If you are a homeowner looking at hiring a renovator, you have a vested interest in knowing that your contractor is taking steps to make sure their construction site is safe. Most people aren’t aware that when a renovation project begins in their home, it technically becomes a construction site and workplace for those who are doing the renovation work. MHBA renovator members take steps to help ensure that the work being done in your home is done safely. By implementing safety guidelines and best practices on renovation worksites, MHBA members strive to get the project done correctly and safely.

Professional renovators are busier than ever, so it is important to also remember that when a deal sounds too good to be true when you are getting quotes for a renovation project, it likely is.

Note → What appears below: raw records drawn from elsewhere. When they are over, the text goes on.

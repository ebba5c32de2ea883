//! Offline analysis of synthetic clips.

use std::f32::consts::PI;

use formant_chart::{
    analyze_recording, ClassifierConfig, RecordingConfig, VowelClassifier, FRENCH_VOWELS,
};

const SR: f64 = 44_100.0;

/// Sum of equal-amplitude sines, `seconds` long.
fn tones(freqs: &[f32], seconds: f64) -> Vec<f32> {
    let n = (seconds * SR) as usize;
    (0..n)
        .map(|i| {
            let t = i as f32 / SR as f32;
            freqs.iter().map(|&f| 0.3 * (2.0 * PI * f * t).sin()).sum()
        })
        .collect()
}

#[test]
fn two_tones_track_as_formants() -> anyhow::Result<()> {
    formant_chart::telemetry::init_for_tests();
    let samples = tones(&[400.0, 2000.0], 0.5);
    let cfg = RecordingConfig::default();
    let track = analyze_recording(&samples, SR, &cfg)?;

    let hop = (cfg.hop_seconds * SR).round() as usize;
    assert_eq!(track.len(), (samples.len() - cfg.fft_size) / hop + 1);
    assert_eq!(track.voiced_count(), track.len());

    let bin_hz = SR / cfg.fft_size as f64;
    let last = track.last_valid().and_then(|p| p.formants).expect("voiced clip");
    assert!((last.f1 - 400.0).abs() <= bin_hz, "f1 {}", last.f1);
    assert!((last.f2 - 2000.0).abs() <= bin_hz, "f2 {}", last.f2);

    let times: Vec<f64> = track.points().iter().map(|p| p.time).collect();
    assert_eq!(times[0], 0.0);
    assert!(times.windows(2).all(|w| w[1] > w[0]));
    Ok(())
}

#[test]
fn leading_silence_is_gated() -> anyhow::Result<()> {
    let mut samples = vec![0.0f32; (0.1 * SR) as usize];
    samples.extend(tones(&[400.0, 2000.0], 0.3));
    let track = analyze_recording(&samples, SR, &RecordingConfig::default())?;
    assert!(track.points()[0].formants.is_none());
    assert!(track.voiced_count() > 0);
    assert!(track.voiced_count() < track.len());
    Ok(())
}

#[test]
fn track_fills_a_batch_chart() -> anyhow::Result<()> {
    let samples = tones(&[400.0, 2000.0], 0.5);
    let track = analyze_recording(&samples, SR, &RecordingConfig::default())?;
    let mut classifier = VowelClassifier::new(ClassifierConfig::batch(100), &FRENCH_VOWELS)?;

    let accepted = track.fill_history(&mut classifier);
    assert_eq!(accepted, track.voiced_count());
    assert_eq!(classifier.history().len(), accepted.min(100));

    let weights = classifier.weights_at(std::time::Instant::now());
    assert!((weights[0] - 0.2).abs() < 1e-12);
    assert!(weights.windows(2).all(|w| w[1] > w[0]));
    assert!(weights.iter().all(|&w| w < 1.0));

    let nearest = classifier.classify();
    assert_eq!(nearest.matched().map(|n| n.label()), Some("y"));
    Ok(())
}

“Cash deals”, where the person doing the work is being paid “under the table”, usually mean no taxes are paid and no permits are taken out for the work done. Homeowners that don’t ensure the renovator takes out the appropriate permits take on all liability regarding the project. If the permit is in your name, or you don’t have one, you become the prime contractor by default. If someone gets hurt working on your property, you – not the contractor you hired – are responsible. This is a significant risk many homeowners are unaware of.

Having no receipt and no contract also means that there is no record of the work being done. If your contractor cuts a few corners and uses sub-standard materials, you have no recourse because there was no formal agreement. If the workmanship was shoddy or the renovation causes damage to your home, there is no formal record of the work ever taking place. If you encounter problems a month or two down the line, don’t bother calling the person who originally did the work. Technically, they were never there. And rectifying a poor job will likely cost you more than having the job done right the first time.

Not taking out the proper permits can also lead to issues further down the road, especially if you look at selling your home. Work done on undeveloped areas of you home, usually basements, require permits if there are any structural, electrical, or plumbing work done. The City of Winnipeg requires permits for any type of renovation work that is being done to an unfinished area of an existing home. If you have work done to finish a basement or attic without the proper permits and look to sell your home in the future, it could lead to issues in terms of finalizing a sale or put the new home buyer in a position of applying for permits on work already done and then added cost of rectifying any issues if the work was not done properly. Legitimate contractors take out all necessary permits and ensure that a licensed tradesperson does the necessary work. Using a legitimate contractor that ensures the work is done properly and is properly permitted and inspected, combined with a written contract, are your best insurance as a consumer.

It is in your own best interest to protect yourself when it comes to renovations. When you hire a contractor, get a signed contract with the GST/HST number on it, a detailed warranty, and a receipt for all amounts paid. Also make sure your contractor has liability insurance and workers’ compensation coverage for all workers entering your home. Be sure to research who will be working in your home and what measures they will put in place to keep you, your home, and those working in your home as safe as possible. And make sure you protect yourself from future costs by taking the right precautions. When a cash deal is “too good to pass up” on a renovation, be aware that it may end up costing you much more down the road.

Lanny McInnes is the President & CEO of the Manitoba Home Builders’ Association.